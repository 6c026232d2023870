use crate::catalog::{self, ModuleFacts};
use crate::config::SemodConfig;
use crate::handle::StoreHandle;
use crate::ops::{RunMode, TransactionOps};
use crate::request::{ModuleRequest, TargetState};
use crate::{CoreError, ManageError};
use semod_store::{select_backend, AccessLevel, ModuleRecord, PolicyStoreBackend};
use serde::Serialize;
use std::collections::BTreeMap;
use tracing::info;

/// Successful result of one request.
#[derive(Debug, Clone, Serialize, PartialEq, Eq)]
pub struct ApplyOutcome {
    pub name: String,
    pub state: TargetState,
    pub changed: bool,
    pub check_mode: bool,
}

/// Runs one module request against a policy store backend.
///
/// Each call opens its own store handle, does its work, and releases the
/// handle before returning, whether it succeeded or not.
pub struct Orchestrator {
    backend: Box<dyn PolicyStoreBackend>,
}

impl Orchestrator {
    pub fn new(backend: Box<dyn PolicyStoreBackend>) -> Self {
        Self { backend }
    }

    /// Build an orchestrator over the backend named in `config`.
    pub fn from_config(config: &SemodConfig) -> Result<Self, CoreError> {
        let backend = select_backend(&config.backend, &config.backend_options())?;
        Ok(Self::new(backend))
    }

    pub fn backend(&self) -> &dyn PolicyStoreBackend {
        self.backend.as_ref()
    }

    pub fn apply(
        &self,
        request: &ModuleRequest,
        mode: RunMode,
    ) -> Result<ApplyOutcome, ManageError> {
        let changed = self.run(request, mode).map_err(|source| ManageError {
            name: request.name.clone(),
            state: request.state,
            source,
        })?;

        info!(
            "module {} {}: {}",
            request.name,
            request.state,
            if changed { "changed" } else { "unchanged" }
        );
        Ok(ApplyOutcome {
            name: request.name.clone(),
            state: request.state,
            changed,
            check_mode: mode == RunMode::Check,
        })
    }

    fn run(&self, request: &ModuleRequest, mode: RunMode) -> Result<bool, CoreError> {
        request.validate()?;
        let handle = StoreHandle::open(self.backend.as_ref(), &request.store)?;
        TransactionOps::new(&handle, mode).apply(request)
    }

    /// Every installed module in `store` (empty for the default store).
    pub fn list(&self, store: &str) -> Result<Vec<ModuleRecord>, CoreError> {
        let handle = StoreHandle::open_with_access(self.backend.as_ref(), store, AccessLevel::Read)?;
        catalog::list_all(&handle)
    }

    /// Facts for the named modules, or all modules when `names` is empty.
    pub fn facts(
        &self,
        store: &str,
        names: &[String],
    ) -> Result<BTreeMap<String, ModuleFacts>, CoreError> {
        let handle = StoreHandle::open_with_access(self.backend.as_ref(), store, AccessLevel::Read)?;
        catalog::facts(&handle, names)
    }
}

## HOW TO COMPLETE THIS TASK
Copy out, exactly as given, the line containing "Result<BTreeMap<String, ModuleFacts>, CoreError>" together with every line after it in the material.

## EXERCISE ANSWER
    ) -> Result<BTreeMap<String, ModuleFacts>, CoreError> {
        let handle = StoreHandle::open_with_access(self.backend.as_ref(), store, AccessLevel::Read)?;
        catalog::facts(&handle, names)
    }
}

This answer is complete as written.